Hierfür werden geeignete Strahlungsquellen, wie Laser, Halogenlampen, Glühlampen, Plasmalampen, LEDs oder dergleichen, verwendet. Die Strahlungsdosis (ergibt sich aus Intensität und Dauer der Bestrahlung) wird derart gewählt, dass eine hinreichende Umsetzung gewährleistet wird, z.B. im Bereich von 0,1 bis 500, wie von 1 bis 50 J/cm2.Suitable radiation sources such as lasers, halogen lamps, incandescent lamps, plasma lamps, LEDs or the like are used for this.
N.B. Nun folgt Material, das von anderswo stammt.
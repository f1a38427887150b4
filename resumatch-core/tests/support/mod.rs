#![allow(dead_code)]

pub mod mock_client;

use resumatch_core::{MemoryFile, SubmissionController};
use std::cell::RefCell;

pub use mock_client::{GatedClient, RecordingClient};

pub fn resume(name: &str) -> MemoryFile {
    MemoryFile::new(name, format!("resume body of {}", name).into_bytes())
}

pub fn resumes(names: &[&str]) -> Vec<MemoryFile> {
    names.iter().map(|name| resume(name)).collect()
}

/// Controller with a pasted description and the given resumes selected
pub fn ready_form(description: &str, names: &[&str]) -> RefCell<SubmissionController<MemoryFile>> {
    let mut controller = SubmissionController::new();
    controller.set_job_description_text(description.to_string());
    controller.set_resumes(resumes(names));
    RefCell::new(controller)
}

/// `{"scores": [...]}` body with one entry per `(file, score)`
pub fn scores_body(entries: &[(&str, f64)]) -> String {
    let scores: Vec<_> = entries
        .iter()
        .map(|(file_name, score)| {
            serde_json::json!({
                "fileName": file_name,
                "score": score,
                "skills": [],
                "experience": "",
                "education": "",
                "location": "",
                "lastPosition": ""
            })
        })
        .collect();
    serde_json::json!({ "scores": scores }).to_string()
}

pub fn init_tracing() {
    let _ = tracing_subscriber::fmt()
        .with_env_filter(tracing_subscriber::EnvFilter::from_default_env())
        .with_test_writer()
        .try_init();
}
use std::env;

fn main() {
    let api_url = env::var("RESUMATCH_API_URL")
        .unwrap_or_else(|_| String::from("http://localhost:5000/api/screen"));

    println!("cargo:rerun-if-env-changed=RESUMATCH_API_URL");
    println!("cargo:rustc-env=RESUMATCH_API_URL={}", api_url);
}
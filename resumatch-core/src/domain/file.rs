use std::fmt::Debug;

/// A user-selected local file.
///
/// The core never reads the content; it only needs enough to show the file
/// and to hand it back to the transport that forwards the bytes.
pub trait FileHandle: Debug + Clone + PartialEq + 'static {
    /// File name as reported by the picker
    fn name(&self) -> String;

    /// Size in bytes
    fn size(&self) -> u64;
}

/// In-memory file (native callers and tests)
#[derive(Debug, Clone, PartialEq, Eq)]
pub struct MemoryFile {
    name: String,
    content: Vec<u8>,
}

impl MemoryFile {
    pub fn new(name: impl Into<String>, content: impl Into<Vec<u8>>) -> Self {
        Self {
            name: name.into(),
            content: content.into(),
        }
    }

    pub fn content(&self) -> &[u8] {
        &self.content
    }
}

impl FileHandle for MemoryFile {
    fn name(&self) -> String {
        self.name.clone()
    }

    fn size(&self) -> u64 {
        self.content.len() as u64
    }
}
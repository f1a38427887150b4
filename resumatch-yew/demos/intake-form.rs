use resumatch_yew::App;

fn main() {
    // Initialize tracing for WASM
    tracing_wasm::set_as_global_default();

    tracing::info!("Starting ResuMatch intake form");

    yew::Renderer::<App>::new().render();
}
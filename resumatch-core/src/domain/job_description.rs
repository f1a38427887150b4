use crate::domain::FileHandle;
use serde::{Deserialize, Serialize};

/// Which job description input is active
#[derive(Debug, Clone, Copy, PartialEq, Eq, Default, Serialize, Deserialize)]
pub enum InputMethod {
    /// Pasted into the text area
    #[default]
    Text,
    /// Uploaded as a document
    File,
}

impl InputMethod {
    pub fn label(&self) -> &'static str {
        match self {
            InputMethod::Text => "Enter Text",
            InputMethod::File => "Upload File",
        }
    }
}

/// Job description, either pasted or uploaded. Only one is ever active.
#[derive(Debug, Clone, PartialEq)]
pub enum JobDescriptionInput<F: FileHandle> {
    Text(String),
    File(Option<F>),
}

impl<F: FileHandle> Default for JobDescriptionInput<F> {
    fn default() -> Self {
        JobDescriptionInput::Text(String::new())
    }
}

impl<F: FileHandle> JobDescriptionInput<F> {
    /// Empty input for the given mode
    pub fn empty(method: InputMethod) -> Self {
        match method {
            InputMethod::Text => JobDescriptionInput::Text(String::new()),
            InputMethod::File => JobDescriptionInput::File(None),
        }
    }

    pub fn method(&self) -> InputMethod {
        match self {
            JobDescriptionInput::Text(_) => InputMethod::Text,
            JobDescriptionInput::File(_) => InputMethod::File,
        }
    }

    /// Whitespace-only text and a cleared file both count as absent
    pub fn is_present(&self) -> bool {
        match self {
            JobDescriptionInput::Text(text) => !text.trim().is_empty(),
            JobDescriptionInput::File(file) => file.is_some(),
        }
    }

    pub fn text(&self) -> Option<&str> {
        match self {
            JobDescriptionInput::Text(text) => Some(text),
            JobDescriptionInput::File(_) => None,
        }
    }

    pub fn file(&self) -> Option<&F> {
        match self {
            JobDescriptionInput::File(file) => file.as_ref(),
            JobDescriptionInput::Text(_) => None,
        }
    }
}

#[cfg(test)]
mod tests {
    use super::*;
    use crate::domain::MemoryFile;

    type Input = JobDescriptionInput<MemoryFile>;

    #[test]
    fn test_default_is_empty_text() {
        let input = Input::default();
        assert_eq!(input.method(), InputMethod::Text);
        assert!(!input.is_present());
    }

    #[test]
    fn test_whitespace_text_is_absent() {
        assert!(!Input::Text("   \n\t".to_string()).is_present());
        assert!(Input::Text("Senior Rust Engineer".to_string()).is_present());
    }

    #[test]
    fn test_file_presence() {
        assert!(!Input::File(None).is_present());

        let file = MemoryFile::new("jd.txt", b"Rust".to_vec());
        let input = Input::File(Some(file.clone()));
        assert!(input.is_present());
        assert_eq!(input.file(), Some(&file));
        assert_eq!(input.text(), None);
    }

    #[test]
    fn test_empty_matches_method() {
        assert_eq!(Input::empty(InputMethod::File), Input::File(None));
        assert_eq!(
            Input::empty(InputMethod::Text),
            Input::Text(String::new())
        );
    }
}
The radiation dose (resulting from the intensity and duration of the irradiation) is selected in such a way that sufficient conversion is ensured, for example in the range from 0.1 to 500, such as from 1 to 50 J / cm 2 .
Schließlich können der oder die Kanäle der erhaltenen Vorrichtung nach dem Auftauen vorzugsweise mit einer Spüllösung (die auch unspezifische Bindungsstellen absättigende Verbindungen, wie Serumalbumin z.B. von Rind, beispielsweise mit einer wie oben beschriebenen Lösung ohne zu immobilisierende Moleküle oder einer der Trennflüssigkeiten, gespült werden.Finally, after thawing, the channel (s) of the device obtained can preferably be rinsed with a rinsing solution (which also contains compounds that saturate unspecific binding sites, such as serum albumin e.g. from cattle, for example with a solution as described above without molecules to be immobilized or one of the separating liquids.
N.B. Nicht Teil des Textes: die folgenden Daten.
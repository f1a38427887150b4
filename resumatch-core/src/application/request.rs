use crate::domain::{FileHandle, JobDescriptionInput, ResumeSet};

/// Multipart field carrying pasted job description text
pub const JOB_DESC_FIELD: &str = "job_desc";
/// Multipart field carrying an uploaded job description
pub const JOB_DESC_FILE_FIELD: &str = "job_desc_file";
/// Repeated multipart field, one part per resume
pub const RESUMES_FIELD: &str = "resumes";

/// One part of the outbound multipart form
#[derive(Debug, Clone, PartialEq)]
pub enum FormPart<F: FileHandle> {
    Text { name: &'static str, value: String },
    File { name: &'static str, file: F },
}

impl<F: FileHandle> FormPart<F> {
    pub fn name(&self) -> &'static str {
        match self {
            FormPart::Text { name, .. } | FormPart::File { name, .. } => name,
        }
    }
}

/// Multipart payload for the scoring endpoint
#[derive(Debug, Clone, PartialEq)]
pub struct ScreeningRequest<F: FileHandle> {
    parts: Vec<FormPart<F>>,
}

impl<F: FileHandle> ScreeningRequest<F> {
    /// Only the active job description variant is written; resumes follow in
    /// selection order.
    pub fn build(job_description: &JobDescriptionInput<F>, resumes: &ResumeSet<F>) -> Self {
        let mut parts = Vec::with_capacity(resumes.len() + 1);

        match job_description {
            JobDescriptionInput::Text(text) => parts.push(FormPart::Text {
                name: JOB_DESC_FIELD,
                value: text.clone(),
            }),
            JobDescriptionInput::File(Some(file)) => parts.push(FormPart::File {
                name: JOB_DESC_FILE_FIELD,
                file: file.clone(),
            }),
            JobDescriptionInput::File(None) => {}
        }

        parts.extend(resumes.files().iter().cloned().map(|file| FormPart::File {
            name: RESUMES_FIELD,
            file,
        }));

        Self { parts }
    }

    pub fn parts(&self) -> &[FormPart<F>] {
        &self.parts
    }

    pub fn into_parts(self) -> Vec<FormPart<F>> {
        self.parts
    }

    /// Value of the `job_desc` text field, if present
    pub fn job_description_text(&self) -> Option<&str> {
        self.parts.iter().find_map(|part| match part {
            FormPart::Text { name, value } if *name == JOB_DESC_FIELD => Some(value.as_str()),
            _ => None,
        })
    }

    /// File sent under `job_desc_file`, if present
    pub fn job_description_file(&self) -> Option<&F> {
        self.parts.iter().find_map(|part| match part {
            FormPart::File { name, file } if *name == JOB_DESC_FILE_FIELD => Some(file),
            _ => None,
        })
    }

    pub fn resumes(&self) -> Vec<&F> {
        self.parts
            .iter()
            .filter_map(|part| match part {
                FormPart::File { name, file } if *name == RESUMES_FIELD => Some(file),
                _ => None,
            })
            .collect()
    }
}

#[cfg(test)]
mod tests {
    use super::*;
    use crate::domain::MemoryFile;

    fn resumes(names: &[&str]) -> ResumeSet<MemoryFile> {
        ResumeSet::new(
            names
                .iter()
                .map(|name| MemoryFile::new(*name, b"resume".to_vec()))
                .collect(),
        )
    }

    #[test]
    fn test_text_description_is_a_text_field() {
        let jd = JobDescriptionInput::Text("Rust developer".to_string());
        let request = ScreeningRequest::build(&jd, &resumes(&["a.pdf", "b.pdf"]));

        assert_eq!(request.job_description_text(), Some("Rust developer"));
        assert!(request.job_description_file().is_none());

        let names: Vec<_> = request.parts().iter().map(FormPart::name).collect();
        assert_eq!(names, vec!["job_desc", "resumes", "resumes"]);
    }

    #[test]
    fn test_file_description_is_a_file_part() {
        let jd_file = MemoryFile::new("jd.txt", b"Rust developer".to_vec());
        let jd = JobDescriptionInput::File(Some(jd_file.clone()));
        let request = ScreeningRequest::build(&jd, &resumes(&["a.pdf"]));

        assert_eq!(request.job_description_file(), Some(&jd_file));
        assert!(request.job_description_text().is_none());
        assert_eq!(request.parts()[0].name(), "job_desc_file");
    }

    #[test]
    fn test_resume_parts_keep_selection_order() {
        let jd = JobDescriptionInput::Text("jd".to_string());
        let request = ScreeningRequest::build(&jd, &resumes(&["c.pdf", "a.pdf", "c.pdf"]));

        let names: Vec<_> = request.resumes().iter().map(|f| f.name()).collect();
        assert_eq!(names, vec!["c.pdf", "a.pdf", "c.pdf"]);
    }
}
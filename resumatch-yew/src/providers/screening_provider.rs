use crate::config::Config;
use crate::hooks::ScreeningContext;
use crate::transport::{BrowserFile, HttpScoringClient};
use resumatch_core::{
    FormCommand, FormEvent, PendingSubmission, ScoringClient, SubmissionController,
};
use std::cell::RefCell;
use std::rc::Rc;
use yew::prelude::*;

#[derive(Properties, PartialEq)]
pub struct ScreeningProviderProps {
    #[prop_or_default]
    pub config: Config,
    pub children: Children,
}

type Controller = Rc<RefCell<SubmissionController<BrowserFile>>>;

/// Applies a command and publishes the new snapshot.
/// Started submissions are sent in the background and settled on reply.
fn apply(
    controller: &Controller,
    snapshot: &UseStateHandle<SubmissionController<BrowserFile>>,
    client: &Rc<HttpScoringClient>,
    command: FormCommand<BrowserFile>,
) {
    let name = command.name();
    let event = controller.borrow_mut().handle_command(command);
    snapshot.set(controller.borrow().clone());

    match event {
        FormEvent::SubmissionStarted { submission } => {
            spawn_submission(controller.clone(), snapshot.clone(), client.clone(), submission);
        }
        FormEvent::SubmissionRejected { reason } => {
            tracing::warn!("{} rejected: {}", name, reason);
        }
        FormEvent::SubmissionFailed { error, .. } => {
            gloo::dialogs::alert(&error.to_string());
        }
        FormEvent::ResultsReceived { count, .. } => {
            tracing::info!("Showing {} screening result(s)", count);
        }
        FormEvent::StaleReplyIgnored { id } => {
            tracing::debug!("Dropped reply for submission {}", id);
        }
        FormEvent::InputChanged => {}
    }
}

fn spawn_submission(
    controller: Controller,
    snapshot: UseStateHandle<SubmissionController<BrowserFile>>,
    client: Rc<HttpScoringClient>,
    submission: PendingSubmission<BrowserFile>,
) {
    let PendingSubmission { id, request } = submission;

    wasm_bindgen_futures::spawn_local(async move {
        let outcome = client.send(request).await;
        apply(
            &controller,
            &snapshot,
            &client,
            FormCommand::Settle { id, outcome },
        );
    });
}

#[function_component(ScreeningProvider)]
pub fn screening_provider(props: &ScreeningProviderProps) -> Html {
    let controller = use_mut_ref(SubmissionController::<BrowserFile>::new);
    let snapshot = use_state(|| controller.borrow().clone());
    let client = use_memo(props.config.clone(), |config| {
        tracing::info!("Scoring endpoint: {}", config.api_url);
        HttpScoringClient::new(config.clone())
    });

    let dispatch = {
        let controller = controller.clone();
        let snapshot = snapshot.clone();
        Rc::new(move |command: FormCommand<BrowserFile>| {
            apply(&controller, &snapshot, &client, command);
        }) as Rc<dyn Fn(FormCommand<BrowserFile>)>
    };

    let context = ScreeningContext {
        form: (*snapshot).clone(),
        dispatch,
    };

    html! {
        <ContextProvider<ScreeningContext> {context}>
            {props.children.clone()}
        </ContextProvider<ScreeningContext>>
    }
}
mod use_screening;

pub use use_screening::{use_screening, ScreeningContext};
mod client;
mod commands;
mod controller;
mod events;
mod request;

pub use client::{submit, ScoringClient};
pub use commands::FormCommand;
pub use controller::{PendingSubmission, SubmissionController};
pub use events::FormEvent;
pub use request::{
    FormPart, ScreeningRequest, JOB_DESC_FIELD, JOB_DESC_FILE_FIELD, RESUMES_FIELD,
};
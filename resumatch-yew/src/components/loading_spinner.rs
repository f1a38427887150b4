use yew::prelude::*;

#[derive(Properties, PartialEq)]
pub struct LoadingSpinnerProps {
    #[prop_or_default]
    pub class: Classes,
}

#[function_component(LoadingSpinner)]
pub fn loading_spinner(props: &LoadingSpinnerProps) -> Html {
    html! {
        <div class={classes!("resumatch-loading", props.class.clone())}>
            <div class="resumatch-spinner"></div>
            <span class="resumatch-loading__title">{"Analyzing Resumes..."}</span>
            <p class="resumatch-loading__hint">{"This may take a few moments"}</p>
        </div>
    }
}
Die Verwendung einer erfindungsgemäßen Vorrichtung, bei der eine flüssige oder gasförmige Probe mit Probemolekülen durch eine Vorrichtung der genannten Art geleitet wird und gebundene Moleküle identifiziert und vorzugsweise auch quantifiziert werden, erfolgt unter üblichen Bedingungen, die eine spezifische (in der Regel nicht-kovalente) Bindung der Probenmoleküle (Analyten) ermöglichen, wie oben für das spezifische Binden von Analyten beschrieben.The use of a device according to the invention, in which a liquid or gaseous sample with sample molecules is passed through a device of the type mentioned and bound molecules are identified and preferably also quantified, takes place under customary conditions that require a specific (usually non-covalent) bond of the sample molecules (analytes), as described above for the specific binding of analytes.
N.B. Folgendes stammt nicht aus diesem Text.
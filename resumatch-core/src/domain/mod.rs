pub mod file;
pub mod job_description;
pub mod picker;
pub mod resume_set;
pub mod score;
pub mod submission;

pub use file::{FileHandle, MemoryFile};
pub use job_description::{InputMethod, JobDescriptionInput};
pub use picker::PickerOptions;
pub use resume_set::ResumeSet;
pub use score::{HttpReply, MatchBand, ScoreEntry, ScoreRecord, ScoreResponse};
pub use submission::{SubmissionId, SubmissionState};
mod screening_provider;

pub use screening_provider::{ScreeningProvider, ScreeningProviderProps};
use resumatch_core::{ScoreEntry, ScoreRecord};
use yew::prelude::*;

#[derive(Properties, PartialEq)]
pub struct ScoreTableProps {
    pub entries: Vec<ScoreEntry>,
}

fn badge_classes(record: &ScoreRecord) -> Classes {
    classes!(
        "resumatch-badge",
        format!("resumatch-badge--{}", record.band().css_modifier())
    )
}

fn scored_row(record: &ScoreRecord) -> Html {
    html! {
        <tr class="resumatch-results__row">
            <td class="resumatch-results__candidate">{&record.file_name}</td>
            <td>
                <div class="resumatch-meter">
                    <div
                        class="resumatch-meter__fill"
                        style={format!("width: {}%", record.score)}
                    ></div>
                </div>
                <span class="resumatch-results__score">{format!("{}%", record.score)}</span>
            </td>
            <td>
                <div class="resumatch-results__skills">
                    {for record.skills.iter().map(|skill| html! {
                        <span class="resumatch-chip">{skill}</span>
                    })}
                </div>
            </td>
            <td>
                <div class="resumatch-results__primary">{&record.experience}</div>
                <div class="resumatch-results__secondary">{&record.education}</div>
            </td>
            <td>
                <div class="resumatch-results__primary">{&record.last_position}</div>
                <div class="resumatch-results__secondary">{&record.location}</div>
            </td>
            <td>
                <span class={badge_classes(record)}>{record.band().label()}</span>
            </td>
        </tr>
    }
}

fn unprocessed_row(file_name: &str, error: &str) -> Html {
    html! {
        <tr class="resumatch-results__row resumatch-results__row--error">
            <td class="resumatch-results__candidate">{file_name}</td>
            <td colspan="4" class="resumatch-results__error">{error}</td>
            <td>
                <span class="resumatch-badge resumatch-badge--error">{"Not Scored"}</span>
            </td>
        </tr>
    }
}

#[function_component(ScoreTable)]
pub fn score_table(props: &ScoreTableProps) -> Html {
    html! {
        <div class="resumatch-results">
            <h2 class="resumatch-results__title">{"Screening Results"}</h2>
            <div class="resumatch-results__scroll">
                <table class="resumatch-results__table">
                    <thead>
                        <tr>
                            <th>{"Candidate"}</th>
                            <th>{"Match Score"}</th>
                            <th>{"Key Skills"}</th>
                            <th>{"Experience & Education"}</th>
                            <th>{"Position"}</th>
                            <th>{"Rating"}</th>
                        </tr>
                    </thead>
                    <tbody>
                        {for props.entries.iter().map(|entry| match entry {
                            ScoreEntry::Scored(record) => scored_row(record),
                            ScoreEntry::Unprocessed { file_name, error } => {
                                unprocessed_row(file_name, error)
                            }
                        })}
                    </tbody>
                </table>
            </div>
        </div>
    }
}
Mögliche biologische Proben, die zu prüfende Analyten beinhalten, sind beispielsweise: Zellsuspensionen (z.B. tierische, pflanzliche, Protisten-, Bakterien-, Pilzzellen oder Mischungen davon), Wasserproben aus Gewässern, wie Pfützen, Teichen, Seen, Bächen, Flüssen oder dem Meer, Grundwasser, biologische Flüssigkeiten wie Pflanzensaft, Blut, Blutprodukte, Urin, Schweiß, Tränen, Speichel, Amniocenteseproben, Sperma, Schleimhaut, oder dergleichen.Possible biological samples that contain analytes to be tested are, for example: cell suspensions (e.g. animal, plant, protist, bacterial, fungal cells or mixtures thereof), water samples from bodies of water such as puddles, ponds, lakes, streams, rivers or the sea, Groundwater, biological fluids such as sap, blood, blood products, urine, sweat, tears, saliva, amniocentesis samples, sperm, mucous membrane, or the like.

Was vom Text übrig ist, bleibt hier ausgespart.